Saved data entries:
*** Begin section ***

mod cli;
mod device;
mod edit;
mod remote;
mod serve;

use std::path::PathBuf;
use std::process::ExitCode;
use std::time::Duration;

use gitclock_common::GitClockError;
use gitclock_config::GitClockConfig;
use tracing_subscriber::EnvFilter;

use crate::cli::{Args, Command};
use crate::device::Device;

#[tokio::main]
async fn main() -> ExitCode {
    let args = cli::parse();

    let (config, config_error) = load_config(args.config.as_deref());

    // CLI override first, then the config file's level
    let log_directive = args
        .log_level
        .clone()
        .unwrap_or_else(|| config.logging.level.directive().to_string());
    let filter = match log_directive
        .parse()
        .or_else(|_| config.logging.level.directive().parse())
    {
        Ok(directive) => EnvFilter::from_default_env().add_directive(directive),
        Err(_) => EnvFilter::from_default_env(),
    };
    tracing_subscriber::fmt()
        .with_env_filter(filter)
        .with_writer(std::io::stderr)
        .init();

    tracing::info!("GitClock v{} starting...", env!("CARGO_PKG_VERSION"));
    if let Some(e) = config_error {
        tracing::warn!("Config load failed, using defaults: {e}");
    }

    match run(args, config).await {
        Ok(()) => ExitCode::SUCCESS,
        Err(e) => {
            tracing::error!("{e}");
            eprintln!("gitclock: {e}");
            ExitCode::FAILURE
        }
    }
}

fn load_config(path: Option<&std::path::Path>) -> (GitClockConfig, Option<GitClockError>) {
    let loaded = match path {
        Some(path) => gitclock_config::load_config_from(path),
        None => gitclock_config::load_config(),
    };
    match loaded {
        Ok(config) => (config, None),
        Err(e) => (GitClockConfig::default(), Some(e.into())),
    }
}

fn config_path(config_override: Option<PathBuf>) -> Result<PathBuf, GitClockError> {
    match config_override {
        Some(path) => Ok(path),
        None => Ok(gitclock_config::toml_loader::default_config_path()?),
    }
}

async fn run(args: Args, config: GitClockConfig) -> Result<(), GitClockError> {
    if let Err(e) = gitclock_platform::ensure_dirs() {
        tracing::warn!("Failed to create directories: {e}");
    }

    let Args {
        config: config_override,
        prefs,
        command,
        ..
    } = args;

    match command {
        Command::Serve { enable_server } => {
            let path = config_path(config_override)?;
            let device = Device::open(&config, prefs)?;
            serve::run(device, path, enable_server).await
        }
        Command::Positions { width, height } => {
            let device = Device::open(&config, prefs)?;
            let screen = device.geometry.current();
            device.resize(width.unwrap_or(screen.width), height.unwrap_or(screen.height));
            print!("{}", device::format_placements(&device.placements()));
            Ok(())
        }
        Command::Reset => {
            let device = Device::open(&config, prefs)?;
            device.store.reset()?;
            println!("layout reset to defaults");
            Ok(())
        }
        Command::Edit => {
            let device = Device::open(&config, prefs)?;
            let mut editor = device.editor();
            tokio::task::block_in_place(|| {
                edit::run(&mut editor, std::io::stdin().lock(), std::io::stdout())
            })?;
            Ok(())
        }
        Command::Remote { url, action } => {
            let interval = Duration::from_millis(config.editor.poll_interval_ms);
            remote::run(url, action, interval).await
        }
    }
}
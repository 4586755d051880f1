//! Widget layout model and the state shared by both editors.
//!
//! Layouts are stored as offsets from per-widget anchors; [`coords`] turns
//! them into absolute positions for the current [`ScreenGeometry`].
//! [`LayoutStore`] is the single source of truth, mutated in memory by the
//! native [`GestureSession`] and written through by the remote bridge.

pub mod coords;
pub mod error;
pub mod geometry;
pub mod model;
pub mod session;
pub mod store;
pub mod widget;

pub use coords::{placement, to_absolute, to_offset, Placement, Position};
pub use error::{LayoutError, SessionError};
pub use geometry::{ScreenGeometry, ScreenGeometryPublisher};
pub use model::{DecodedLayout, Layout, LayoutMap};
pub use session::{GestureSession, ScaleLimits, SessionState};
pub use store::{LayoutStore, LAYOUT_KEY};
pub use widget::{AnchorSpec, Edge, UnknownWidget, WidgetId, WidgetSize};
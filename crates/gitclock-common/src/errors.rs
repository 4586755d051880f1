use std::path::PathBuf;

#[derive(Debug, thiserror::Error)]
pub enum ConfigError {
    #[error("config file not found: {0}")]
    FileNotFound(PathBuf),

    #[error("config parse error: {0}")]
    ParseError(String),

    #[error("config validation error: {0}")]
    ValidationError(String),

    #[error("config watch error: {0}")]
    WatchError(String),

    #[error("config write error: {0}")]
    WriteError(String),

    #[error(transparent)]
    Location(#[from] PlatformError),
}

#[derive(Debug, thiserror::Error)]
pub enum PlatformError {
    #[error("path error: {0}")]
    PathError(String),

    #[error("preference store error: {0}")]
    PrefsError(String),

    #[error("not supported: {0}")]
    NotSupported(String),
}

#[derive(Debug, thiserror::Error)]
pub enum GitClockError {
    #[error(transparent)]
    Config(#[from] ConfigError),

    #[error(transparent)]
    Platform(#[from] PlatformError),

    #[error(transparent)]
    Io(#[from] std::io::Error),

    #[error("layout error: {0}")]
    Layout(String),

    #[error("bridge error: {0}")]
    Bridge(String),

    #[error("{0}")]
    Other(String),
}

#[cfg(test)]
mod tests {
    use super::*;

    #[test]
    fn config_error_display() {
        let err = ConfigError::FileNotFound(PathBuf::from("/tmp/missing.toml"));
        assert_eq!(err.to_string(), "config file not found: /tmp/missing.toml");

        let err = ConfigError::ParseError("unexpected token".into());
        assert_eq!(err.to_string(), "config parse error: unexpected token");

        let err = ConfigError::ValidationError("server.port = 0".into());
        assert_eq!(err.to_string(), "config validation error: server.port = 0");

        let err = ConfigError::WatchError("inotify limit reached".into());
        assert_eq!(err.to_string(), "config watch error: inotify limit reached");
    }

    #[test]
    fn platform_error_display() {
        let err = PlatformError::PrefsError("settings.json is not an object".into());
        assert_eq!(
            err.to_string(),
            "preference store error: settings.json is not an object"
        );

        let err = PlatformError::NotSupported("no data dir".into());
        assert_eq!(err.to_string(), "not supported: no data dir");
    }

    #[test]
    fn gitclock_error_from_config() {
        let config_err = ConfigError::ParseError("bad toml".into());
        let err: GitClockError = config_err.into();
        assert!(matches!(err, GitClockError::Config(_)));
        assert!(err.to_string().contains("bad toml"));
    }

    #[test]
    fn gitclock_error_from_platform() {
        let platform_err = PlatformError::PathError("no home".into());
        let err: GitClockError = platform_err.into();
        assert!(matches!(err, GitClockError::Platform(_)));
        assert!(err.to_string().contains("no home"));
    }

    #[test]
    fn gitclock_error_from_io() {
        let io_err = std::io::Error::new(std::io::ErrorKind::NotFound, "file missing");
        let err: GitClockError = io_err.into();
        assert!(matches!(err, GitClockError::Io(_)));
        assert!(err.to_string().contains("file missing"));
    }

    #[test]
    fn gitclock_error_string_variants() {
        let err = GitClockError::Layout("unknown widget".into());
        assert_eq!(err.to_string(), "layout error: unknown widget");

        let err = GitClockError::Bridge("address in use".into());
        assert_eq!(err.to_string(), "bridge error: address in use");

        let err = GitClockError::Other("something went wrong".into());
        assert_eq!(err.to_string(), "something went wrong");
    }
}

*** End section ***

#### [WHAT IS BEING ASKED]
Take the entries above and write them out again unchanged.

#### [ANSWER SPACE]
mod cli;
mod device;
mod edit;
mod remote;
mod serve;

use std::path::PathBuf;
use std::process::ExitCode;
use std::time::Duration;

use gitclock_common::GitClockError;
use gitclock_config::GitClockConfig;
use tracing_subscriber::EnvFilter;

use crate::cli::{Args, Command};
use crate::device::Device;

#[tokio::main]
async fn main() -> ExitCode {
    let args = cli::parse();

    let (config, config_error) = load_config(args.config.as_deref());

    // CLI override first, then the config file's level
    let log_directive = args
        .log_level
        .clone()
        .unwrap_or_else(|| config.logging.level.directive().to_string());
    let filter = match log_directive
        .parse()
        .or_else(|_| config.logging.level.directive().parse())
    {
        Ok(directive) => EnvFilter::from_default_env().add_directive(directive),
        Err(_) => EnvFilter::from_default_env(),
    };
    tracing_subscriber::fmt()
        .with_env_filter(filter)
        .with_writer(std::io::stderr)
        .init();

    tracing::info!("GitClock v{} starting...", env!("CARGO_PKG_VERSION"));
    if let Some(e) = config_error {
        tracing::warn!("Config load failed, using defaults: {e}");
    }

    match run(args, config).await {
        Ok(()) => ExitCode::SUCCESS,
        Err(e) => {
            tracing::error!("{e}");
            eprintln!("gitclock: {e}");
            ExitCode::FAILURE
        }
    }
}

fn load_config(path: Option<&std::path::Path>) -> (GitClockConfig, Option<GitClockError>) {
    let loaded = match path {
        Some(path) => gitclock_config::load_config_from(path),
        None => gitclock_config::load_config(),
    };
    match loaded {
        Ok(config) => (config, None),
        Err(e) => (GitClockConfig::default(), Some(e.into())),
    }
}

fn config_path(config_override: Option<PathBuf>) -> Result<PathBuf, GitClockError> {
    match config_override {
        Some(path) => Ok(path),
        None => Ok(gitclock_config::toml_loader::default_config_path()?),
    }
}

async fn run(args: Args, config: GitClockConfig) -> Result<(), GitClockError> {
    if let Err(e) = gitclock_platform::ensure_dirs() {
        tracing::warn!("Failed to create directories: {e}");
    }

    let Args {
        config: config_override,
        prefs,
        command,
        ..
    } = args;

    match command {
        Command::Serve { enable_server } => {
            let path = config_path(config_override)?;
            let device = Device::open(&config, prefs)?;
            serve::run(device, path, enable_server).await
        }
        Command::Positions { width, height } => {
            let device = Device::open(&config, prefs)?;
            let screen = device.geometry.current();
            device.resize(width.unwrap_or(screen.width), height.unwrap_or(screen.height));
            print!("{}", device::format_placements(&device.placements()));
            Ok(())
        }
        Command::Reset => {
            let device = Device::open(&config, prefs)?;
            device.store.reset()?;
            println!("layout reset to defaults");
            Ok(())
        }
        Command::Edit => {
            let device = Device::open(&config, prefs)?;
            let mut editor = device.editor();
            tokio::task::block_in_place(|| {
                edit::run(&mut editor, std::io::stdin().lock(), std::io::stdout())
            })?;
            Ok(())
        }
        Command::Remote { url, action } => {
            let interval = Duration::from_millis(config.editor.poll_interval_ms);
            remote::run(url, action, interval).await
        }
    }
}
repository 4586755d051880f1
//! Widget layout model and the state shared by both editors.
//!
//! Layouts are stored as offsets from per-widget anchors; [`coords`] turns
//! them into absolute positions for the current [`ScreenGeometry`].
//! [`LayoutStore`] is the single source of truth, mutated in memory by the
//! native [`GestureSession`] and written through by the remote bridge.

pub mod coords;
pub mod error;
pub mod geometry;
pub mod model;
pub mod session;
pub mod store;
pub mod widget;

pub use coords::{placement, to_absolute, to_offset, Placement, Position};
pub use error::{LayoutError, SessionError};
pub use geometry::{ScreenGeometry, ScreenGeometryPublisher};
pub use model::{DecodedLayout, Layout, LayoutMap};
pub use session::{GestureSession, ScaleLimits, SessionState};
pub use store::{LayoutStore, LAYOUT_KEY};
pub use widget::{AnchorSpec, Edge, UnknownWidget, WidgetId, WidgetSize};
filename crates/gitclock-common/src/errors.rs
repository 4586755d051880f1
use std::path::PathBuf;

#[derive(Debug, thiserror::Error)]
pub enum ConfigError {
    #[error("config file not found: {0}")]
    FileNotFound(PathBuf),

    #[error("config parse error: {0}")]
    ParseError(String),

    #[error("config validation error: {0}")]
    ValidationError(String),

    #[error("config watch error: {0}")]
    WatchError(String),

    #[error("config write error: {0}")]
    WriteError(String),

    #[error(transparent)]
    Location(#[from] PlatformError),
}

#[derive(Debug, thiserror::Error)]
pub enum PlatformError {
    #[error("path error: {0}")]
    PathError(String),

    #[error("preference store error: {0}")]
    PrefsError(String),

    #[error("not supported: {0}")]
    NotSupported(String),
}

#[derive(Debug, thiserror::Error)]
pub enum GitClockError {
    #[error(transparent)]
    Config(#[from] ConfigError),

    #[error(transparent)]
    Platform(#[from] PlatformError),

    #[error(transparent)]
    Io(#[from] std::io::Error),

    #[error("layout error: {0}")]
    Layout(String),

    #[error("bridge error: {0}")]
    Bridge(String),

    #[error("{0}")]
    Other(String),
}

#[cfg(test)]
mod tests {
    use super::*;

    #[test]
    fn config_error_display() {
        let err = ConfigError::FileNotFound(PathBuf::from("/tmp/missing.toml"));
        assert_eq!(err.to_string(), "config file not found: /tmp/missing.toml");

        let err = ConfigError::ParseError("unexpected token".into());
        assert_eq!(err.to_string(), "config parse error: unexpected token");

        let err = ConfigError::ValidationError("server.port = 0".into());
        assert_eq!(err.to_string(), "config validation error: server.port = 0");

        let err = ConfigError::WatchError("inotify limit reached".into());
        assert_eq!(err.to_string(), "config watch error: inotify limit reached");
    }

    #[test]
    fn platform_error_display() {
        let err = PlatformError::PrefsError("settings.json is not an object".into());
        assert_eq!(
            err.to_string(),
            "preference store error: settings.json is not an object"
        );

        let err = PlatformError::NotSupported("no data dir".into());
        assert_eq!(err.to_string(), "not supported: no data dir");
    }

    #[test]
    fn gitclock_error_from_config() {
        let config_err = ConfigError::ParseError("bad toml".into());
        let err: GitClockError = config_err.into();
        assert!(matches!(err, GitClockError::Config(_)));
        assert!(err.to_string().contains("bad toml"));
    }

    #[test]
    fn gitclock_error_from_platform() {
        let platform_err = PlatformError::PathError("no home".into());
        let err: GitClockError = platform_err.into();
        assert!(matches!(err, GitClockError::Platform(_)));
        assert!(err.to_string().contains("no home"));
    }

    #[test]
    fn gitclock_error_from_io() {
        let io_err = std::io::Error::new(std::io::ErrorKind::NotFound, "file missing");
        let err: GitClockError = io_err.into();
        assert!(matches!(err, GitClockError::Io(_)));
        assert!(err.to_string().contains("file missing"));
    }

    #[test]
    fn gitclock_error_string_variants() {
        let err = GitClockError::Layout("unknown widget".into());
        assert_eq!(err.to_string(), "layout error: unknown widget");

        let err = GitClockError::Bridge("address in use".into());
        assert_eq!(err.to_string(), "bridge error: address in use");

        let err = GitClockError::Other("something went wrong".into());
        assert_eq!(err.to_string(), "something went wrong");
    }
}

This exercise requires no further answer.